### What the exercise asks
All of the data below should be copied exactly as it stands.

### Saved data entries
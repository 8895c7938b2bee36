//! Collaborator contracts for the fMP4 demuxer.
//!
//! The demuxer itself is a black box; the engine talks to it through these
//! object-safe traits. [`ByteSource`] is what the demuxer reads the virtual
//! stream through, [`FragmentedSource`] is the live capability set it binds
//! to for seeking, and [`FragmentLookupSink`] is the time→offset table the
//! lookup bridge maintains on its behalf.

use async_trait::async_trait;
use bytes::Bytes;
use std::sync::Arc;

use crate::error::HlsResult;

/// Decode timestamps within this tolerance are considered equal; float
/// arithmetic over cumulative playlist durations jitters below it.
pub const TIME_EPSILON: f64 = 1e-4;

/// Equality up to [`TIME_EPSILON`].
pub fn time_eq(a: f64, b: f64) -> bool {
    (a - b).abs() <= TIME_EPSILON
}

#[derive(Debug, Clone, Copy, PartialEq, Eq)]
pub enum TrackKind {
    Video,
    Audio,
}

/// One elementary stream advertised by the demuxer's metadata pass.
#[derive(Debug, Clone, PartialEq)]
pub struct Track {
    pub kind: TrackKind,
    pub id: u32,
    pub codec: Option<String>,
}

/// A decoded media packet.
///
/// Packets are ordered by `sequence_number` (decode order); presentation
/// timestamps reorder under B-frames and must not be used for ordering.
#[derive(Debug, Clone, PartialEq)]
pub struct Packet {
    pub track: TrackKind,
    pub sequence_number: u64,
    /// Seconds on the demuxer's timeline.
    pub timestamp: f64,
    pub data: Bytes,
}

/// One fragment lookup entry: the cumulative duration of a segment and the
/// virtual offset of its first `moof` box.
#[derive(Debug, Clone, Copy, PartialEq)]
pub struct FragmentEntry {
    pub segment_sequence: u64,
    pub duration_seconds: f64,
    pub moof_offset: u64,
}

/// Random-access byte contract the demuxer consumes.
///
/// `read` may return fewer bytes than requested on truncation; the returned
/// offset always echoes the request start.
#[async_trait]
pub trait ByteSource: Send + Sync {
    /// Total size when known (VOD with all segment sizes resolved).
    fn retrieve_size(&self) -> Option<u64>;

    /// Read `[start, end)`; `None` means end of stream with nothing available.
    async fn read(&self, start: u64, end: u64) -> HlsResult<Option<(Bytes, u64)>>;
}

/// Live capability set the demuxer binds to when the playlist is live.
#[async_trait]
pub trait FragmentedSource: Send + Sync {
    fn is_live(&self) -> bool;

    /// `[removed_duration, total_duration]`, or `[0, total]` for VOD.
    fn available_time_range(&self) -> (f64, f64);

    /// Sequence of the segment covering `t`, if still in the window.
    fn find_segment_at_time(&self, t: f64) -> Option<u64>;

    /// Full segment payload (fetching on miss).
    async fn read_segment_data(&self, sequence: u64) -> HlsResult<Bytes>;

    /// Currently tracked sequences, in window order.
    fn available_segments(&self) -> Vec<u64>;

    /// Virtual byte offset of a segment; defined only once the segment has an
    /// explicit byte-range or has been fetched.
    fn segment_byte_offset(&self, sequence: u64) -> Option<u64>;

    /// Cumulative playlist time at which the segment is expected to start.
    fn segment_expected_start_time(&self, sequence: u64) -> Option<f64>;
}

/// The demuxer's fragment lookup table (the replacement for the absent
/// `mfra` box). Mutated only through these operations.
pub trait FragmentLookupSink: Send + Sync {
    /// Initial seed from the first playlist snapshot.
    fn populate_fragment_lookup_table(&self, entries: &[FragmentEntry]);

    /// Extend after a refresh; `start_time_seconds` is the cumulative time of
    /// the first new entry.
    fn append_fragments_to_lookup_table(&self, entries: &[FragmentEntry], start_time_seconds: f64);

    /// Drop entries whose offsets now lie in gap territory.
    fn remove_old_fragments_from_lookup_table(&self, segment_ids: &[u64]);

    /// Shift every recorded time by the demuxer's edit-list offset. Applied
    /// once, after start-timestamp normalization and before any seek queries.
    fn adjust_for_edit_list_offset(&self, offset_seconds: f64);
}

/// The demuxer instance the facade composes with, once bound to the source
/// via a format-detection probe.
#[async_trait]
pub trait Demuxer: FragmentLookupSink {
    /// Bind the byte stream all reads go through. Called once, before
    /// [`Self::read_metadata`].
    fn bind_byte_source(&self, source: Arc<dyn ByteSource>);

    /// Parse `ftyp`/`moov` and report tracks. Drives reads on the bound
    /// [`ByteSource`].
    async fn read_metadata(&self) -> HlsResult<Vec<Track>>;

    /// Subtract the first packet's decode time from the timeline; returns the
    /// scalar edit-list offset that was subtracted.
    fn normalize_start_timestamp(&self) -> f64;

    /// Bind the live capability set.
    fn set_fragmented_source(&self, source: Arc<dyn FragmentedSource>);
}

### Your response
repository 8895c7938b2bee36
//! Collaborator contracts for the fMP4 demuxer.
//!
//! The demuxer itself is a black box; the engine talks to it through these
//! object-safe traits. [`ByteSource`] is what the demuxer reads the virtual
//! stream through, [`FragmentedSource`] is the live capability set it binds
//! to for seeking, and [`FragmentLookupSink`] is the time→offset table the
//! lookup bridge maintains on its behalf.

use async_trait::async_trait;
use bytes::Bytes;
use std::sync::Arc;

use crate::error::HlsResult;

/// Decode timestamps within this tolerance are considered equal; float
/// arithmetic over cumulative playlist durations jitters below it.
pub const TIME_EPSILON: f64 = 1e-4;

/// Equality up to [`TIME_EPSILON`].
pub fn time_eq(a: f64, b: f64) -> bool {
    (a - b).abs() <= TIME_EPSILON
}

#[derive(Debug, Clone, Copy, PartialEq, Eq)]
pub enum TrackKind {
    Video,
    Audio,
}

/// One elementary stream advertised by the demuxer's metadata pass.
#[derive(Debug, Clone, PartialEq)]
pub struct Track {
    pub kind: TrackKind,
    pub id: u32,
    pub codec: Option<String>,
}

/// A decoded media packet.
///
/// Packets are ordered by `sequence_number` (decode order); presentation
/// timestamps reorder under B-frames and must not be used for ordering.
#[derive(Debug, Clone, PartialEq)]
pub struct Packet {
    pub track: TrackKind,
    pub sequence_number: u64,
    /// Seconds on the demuxer's timeline.
    pub timestamp: f64,
    pub data: Bytes,
}

/// One fragment lookup entry: the cumulative duration of a segment and the
/// virtual offset of its first `moof` box.
#[derive(Debug, Clone, Copy, PartialEq)]
pub struct FragmentEntry {
    pub segment_sequence: u64,
    pub duration_seconds: f64,
    pub moof_offset: u64,
}

/// Random-access byte contract the demuxer consumes.
///
/// `read` may return fewer bytes than requested on truncation; the returned
/// offset always echoes the request start.
#[async_trait]
pub trait ByteSource: Send + Sync {
    /// Total size when known (VOD with all segment sizes resolved).
    fn retrieve_size(&self) -> Option<u64>;

    /// Read `[start, end)`; `None` means end of stream with nothing available.
    async fn read(&self, start: u64, end: u64) -> HlsResult<Option<(Bytes, u64)>>;
}

/// Live capability set the demuxer binds to when the playlist is live.
#[async_trait]
pub trait FragmentedSource: Send + Sync {
    fn is_live(&self) -> bool;

    /// `[removed_duration, total_duration]`, or `[0, total]` for VOD.
    fn available_time_range(&self) -> (f64, f64);

    /// Sequence of the segment covering `t`, if still in the window.
    fn find_segment_at_time(&self, t: f64) -> Option<u64>;

    /// Full segment payload (fetching on miss).
    async fn read_segment_data(&self, sequence: u64) -> HlsResult<Bytes>;

    /// Currently tracked sequences, in window order.
    fn available_segments(&self) -> Vec<u64>;

    /// Virtual byte offset of a segment; defined only once the segment has an
    /// explicit byte-range or has been fetched.
    fn segment_byte_offset(&self, sequence: u64) -> Option<u64>;

    /// Cumulative playlist time at which the segment is expected to start.
    fn segment_expected_start_time(&self, sequence: u64) -> Option<f64>;
}

/// The demuxer's fragment lookup table (the replacement for the absent
/// `mfra` box). Mutated only through these operations.
pub trait FragmentLookupSink: Send + Sync {
    /// Initial seed from the first playlist snapshot.
    fn populate_fragment_lookup_table(&self, entries: &[FragmentEntry]);

    /// Extend after a refresh; `start_time_seconds` is the cumulative time of
    /// the first new entry.
    fn append_fragments_to_lookup_table(&self, entries: &[FragmentEntry], start_time_seconds: f64);

    /// Drop entries whose offsets now lie in gap territory.
    fn remove_old_fragments_from_lookup_table(&self, segment_ids: &[u64]);

    /// Shift every recorded time by the demuxer's edit-list offset. Applied
    /// once, after start-timestamp normalization and before any seek queries.
    fn adjust_for_edit_list_offset(&self, offset_seconds: f64);
}

/// The demuxer instance the facade composes with, once bound to the source
/// via a format-detection probe.
#[async_trait]
pub trait Demuxer: FragmentLookupSink {
    /// Bind the byte stream all reads go through. Called once, before
    /// [`Self::read_metadata`].
    fn bind_byte_source(&self, source: Arc<dyn ByteSource>);

    /// Parse `ftyp`/`moov` and report tracks. Drives reads on the bound
    /// [`ByteSource`].
    async fn read_metadata(&self) -> HlsResult<Vec<Track>>;

    /// Subtract the first packet's decode time from the timeline; returns the
    /// scalar edit-list offset that was subtracted.
    fn normalize_start_timestamp(&self) -> f64;

    /// Bind the live capability set.
    fn set_fragmented_source(&self, source: Arc<dyn FragmentedSource>);
}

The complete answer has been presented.